Many breathing exercises originate from the practice of yoga.
While working out, completing rehabilitation or practicing yoga and meditation, breathing exercises are an important aspect in the learning and training process. Maximizing lung use and training the body to take a full breath of air involves using the diaphragm as well as the muscles of the chest to open the ribcage fully. A healthy and complete style of breathing can be developed by performing chest breathing exercises.
Chest Breathing
For a standard chest breathing exercise, start in a standing, sitting or lying flat on the back position. A breathing exercise used before many yoga routines, this training helps relax the body and teaches the basics of chest breathing.
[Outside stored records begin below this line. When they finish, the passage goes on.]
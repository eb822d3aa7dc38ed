//! daybreak - Daily highlight email delivery
//!
//! A personal knowledge-management backend: users store book highlights and
//! receive one of them by email every day at their configured time. The
//! interesting part lives in [`scheduler`]: a cron-triggered batch runner
//! with tolerance-based time matching and per-user failure isolation.
//!
//! # Architecture
//!
//! The library is organized into several modules:
//!
//! - [`clock`] - Delivery-zone time resolution and tolerance matching
//! - [`config`] - Configuration management and environment validation
//! - [`models`] - Core data structures and types
//! - [`store`] - Persistence service access (REST) and in-memory fakes
//! - [`selector`] - Per-user highlight selection
//! - [`mailer`] - Outbound email transport and composition
//! - [`scheduler`] - The batch delivery runner
//! - [`server`] - HTTP trigger endpoints
//!
//! # Example
//!
//! ```no_run
//! use daybreak::config::AppConfig;
//! use daybreak::server::DeliveryServer;
//!
//! #[tokio::main]
//! async fn main() -> anyhow::Result<()> {
//!     let config = AppConfig::from_env()?;
//!     let server = DeliveryServer::new(config)?;
//!     server.start().await?;
//!     Ok(())
//! }
//! ```

pub mod clock;
pub mod config;
pub mod mailer;
pub mod models;
pub mod scheduler;
pub mod selector;
pub mod server;
pub mod store;

/// Re-export commonly used types
pub mod prelude {
    pub use crate::clock::Clock;
    pub use crate::config::{AppConfig, EnvReport};
    pub use crate::mailer::{EmailComposer, Mailer, OutgoingEmail, SendReceipt};
    pub use crate::models::{
        AttemptKind, AttemptOutcome, DeliveryAttempt, DeliveryCandidate, HighlightRecord,
        SelectedHighlight, SelectionMode,
    };
    pub use crate::scheduler::{BatchReport, BatchRequest, DeliveryScheduler, SchedulerError};
    pub use crate::selector::HighlightSelector;
    pub use crate::server::DeliveryServer;
    pub use crate::store::{AttemptLog, HighlightStore, UserDirectory};
}

// Direct re-exports for convenience
pub use models::{DeliveryCandidate, HighlightRecord, SelectedHighlight, SelectionMode};
//! HTTP trigger server
//!
//! Hosts the cron and operator trigger endpoints in front of the delivery
//! scheduler. The server deliberately starts even when required credentials
//! are missing: every trigger endpoint then answers with the exact list of
//! missing environment variables instead of an opaque downstream failure.

pub mod api;

use std::net::SocketAddr;
use std::sync::Arc;
use std::time::Instant;

use axum::Router;
use tower_http::cors::{Any, CorsLayer};
use tower_http::trace::TraceLayer;

use crate::clock::Clock;
use crate::config::{AppConfig, EnvReport};
use crate::mailer::{ApiMailer, EmailComposer, MailerConfig};
use crate::scheduler::DeliveryScheduler;
use crate::selector::HighlightSelector;
use crate::store::{
    AttemptLog, RestAttemptLog, RestHighlightStore, RestUserDirectory, StoreClient, StoreConfig,
};

use api::create_router;

// ============================================================================
// App State
// ============================================================================

/// Shared application state
#[derive(Clone)]
pub struct AppState {
    /// The delivery scheduler behind every trigger
    pub scheduler: Arc<DeliveryScheduler>,

    /// Audit log, exposed for log inspection endpoints
    pub audit: Arc<dyn AttemptLog>,

    /// Delivery-zone clock
    pub clock: Clock,

    /// Configuration
    pub config: AppConfig,

    /// Required-variable report captured at startup
    pub env: Arc<EnvReport>,

    /// Server start time
    pub start_time: Instant,
}

// ============================================================================
// Delivery Server
// ============================================================================

/// Main trigger server
pub struct DeliveryServer {
    config: AppConfig,
    state: AppState,
}

impl DeliveryServer {
    /// Create a new delivery server
    pub fn new(config: AppConfig) -> Result<Self, ServerError> {
        config
            .validate()
            .map_err(|e| ServerError::Config(e.to_string()))?;

        let env = Arc::new(AppConfig::env_report());
        if !env.is_valid() {
            tracing::warn!(
                missing = ?env.missing,
                "starting degraded: trigger endpoints will refuse to run"
            );
        }

        let store_client = Arc::new(
            StoreClient::new(StoreConfig::from(&config.store))
                .map_err(|e| ServerError::Init(e.to_string()))?,
        );

        let directory = Arc::new(RestUserDirectory::new(store_client.clone()));
        let highlights = Arc::new(RestHighlightStore::new(store_client.clone()));
        let audit: Arc<dyn AttemptLog> = Arc::new(RestAttemptLog::new(store_client));

        let mailer = Arc::new(
            ApiMailer::new(MailerConfig::from(&config.mail))
                .map_err(|e| ServerError::Init(e.to_string()))?,
        );

        let clock = Clock::new(config.delivery.utc_offset_hours);
        let scheduler = Arc::new(
            DeliveryScheduler::new(
                clock,
                directory,
                HighlightSelector::new(highlights),
                mailer,
                audit.clone(),
                EmailComposer::new(config.delivery.site_url.clone()),
            )
            .with_tolerance(config.delivery.tolerance_minutes),
        );

        let state = AppState {
            scheduler,
            audit,
            clock,
            config: config.clone(),
            env,
            start_time: Instant::now(),
        };

        Ok(Self { config, state })
    }

    /// Get the application state
    pub fn state(&self) -> AppState {
        self.state.clone()
    }

    /// Build the router with all routes
    pub fn build_router(&self) -> Router {
        let mut router = create_router(self.state.clone());

        if self.config.server.enable_cors {
            router = router.layer(
                CorsLayer::new()
                    .allow_origin(Any)
                    .allow_methods(Any)
                    .allow_headers(Any),
            );
        }

        if self.config.server.enable_request_logging {
            router = router.layer(TraceLayer::new_for_http());
        }

        router
    }

    /// Start the server
    pub async fn start(&self) -> Result<(), ServerError> {
        let router = self.build_router();
        let addr = self.config.server.bind_address;

        tracing::info!("starting delivery server on {}", addr);

        let listener = tokio::net::TcpListener::bind(addr)
            .await
            .map_err(|e| ServerError::Bind(e.to_string()))?;

        axum::serve(listener, router)
            .await
            .map_err(|e| ServerError::Serve(e.to_string()))?;

        Ok(())
    }

    /// Start with graceful shutdown
    pub async fn start_with_shutdown(
        &self,
        shutdown_signal: impl std::future::Future<Output = ()> + Send + 'static,
    ) -> Result<(), ServerError> {
        let router = self.build_router();
        let addr = self.config.server.bind_address;

        tracing::info!("starting delivery server on {} (with graceful shutdown)", addr);

        let listener = tokio::net::TcpListener::bind(addr)
            .await
            .map_err(|e| ServerError::Bind(e.to_string()))?;

        axum::serve(listener, router)
            .with_graceful_shutdown(shutdown_signal)
            .await
            .map_err(|e| ServerError::Serve(e.to_string()))?;

        tracing::info!("delivery server shutdown complete");
        Ok(())
    }

    /// Get server info
    pub fn info(&self) -> ServerInfo {
        ServerInfo {
            bind_address: self.config.server.bind_address,
            daily_send_time: self.config.delivery.daily_send_time.clone(),
            tolerance_minutes: self.config.delivery.tolerance_minutes,
            cors_enabled: self.config.server.enable_cors,
            request_logging_enabled: self.config.server.enable_request_logging,
        }
    }
}

/// Server information
#[derive(Debug, Clone)]
pub struct ServerInfo {
    pub bind_address: SocketAddr,
    pub daily_send_time: String,
    pub tolerance_minutes: i64,
    pub cors_enabled: bool,
    pub request_logging_enabled: bool,
}

impl ServerInfo {
    /// Format as display string
    pub fn display(&self) -> String {
        format!(
            "Delivery Server\n\
             {:-<40}\n\
             Bind Address: {}\n\
             Daily Send Time: {}\n\
             Tolerance: {}m\n\
             CORS: {}\n\
             Request Logging: {}",
            "",
            self.bind_address,
            self.daily_send_time,
            self.tolerance_minutes,
            if self.cors_enabled { "enabled" } else { "disabled" },
            if self.request_logging_enabled {
                "enabled"
            } else {
                "disabled"
            }
        )
    }
}

// ============================================================================
// Server Errors
// ============================================================================

/// Server errors
#[derive(Debug, thiserror::Error)]
pub enum ServerError {
    /// Configuration error
    #[error("configuration error: {0}")]
    Config(String),

    /// Initialization error
    #[error("initialization error: {0}")]
    Init(String),

    /// Failed to bind to address
    #[error("failed to bind: {0}")]
    Bind(String),

    /// Server error
    #[error("server error: {0}")]
    Serve(String),
}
Position yourself so your spine and neck are aligned and your back is straight with your chin at an angle that allows you to breath comfortably. Place your fingers directly beneath your collar bones with elbows and arms relaxed and draw in a natural breath through the nose. Pay attention to the movement of the chest and note how far the chest expands during the breath. Exhale and repeat the breath, attempting to draw even more air into the lungs, expanding the chest farther. Repeat this step for 3 minutes a day to train yourself to draw deeper chest breaths and expand more fully while breathing.
Bellows Breathing
Bellows breathing is a rapid chest breathing exercise that stimulates the body and can be used to give the body a small boost of energy. Start this exercise in a bed or chair in a seated position with your spine and neck as straight as possible. Keep your mouth closed and draw rapid, short breaths in and out of the nose and into the chest cavity. Your inhale and exhale times should be even while shooting for a goal of two or three breaths per second. The American Medical Student Association recommends doing this exercise for only 15 seconds to start and slowly adding time in 5 second increments to avoid hyperventilation. Never perform the bellows breathing exercise for longer than one full minute.
Chest-Building Breathing
Another yoga-based exercise, this exercise builds the muscles of the chest while training you to breathe more fully through the chest. Start the exercise with your back flat against the floor or a wall with your spine straight and your arms relaxed at your sides. Press your elbows firmly against the wall or floor so that the muscles in your chest contract and perform six slow standard chest breaths. Release on the last exhale, allowing the muscles in the chest to fully relax. Repeat the first step while pushing a little more firmly with the elbows and hold this position for six more chest breaths. Relax again and repeat once more, pushing more firmly. Practice this exercise daily for maximum benefit.
Roll Breathing
Roll breathing is an extension of chest breathing used to train you to breath more deeply and to use deep breathing as a relaxation technique. Begin the exercise in the same manner as chest breathing, lying flat on your back but with your hands on your chest and stomach. Breathe deeply so that your stomach rises and then, without exhaling, add the additional step of chest breathing so that your chest rises afterward. Slowly release and repeat so that your torso moves in a rolling pattern. This exercise help you focus on both chest and deep belly breathing and should be repeated daily to master healthy breathing techniques.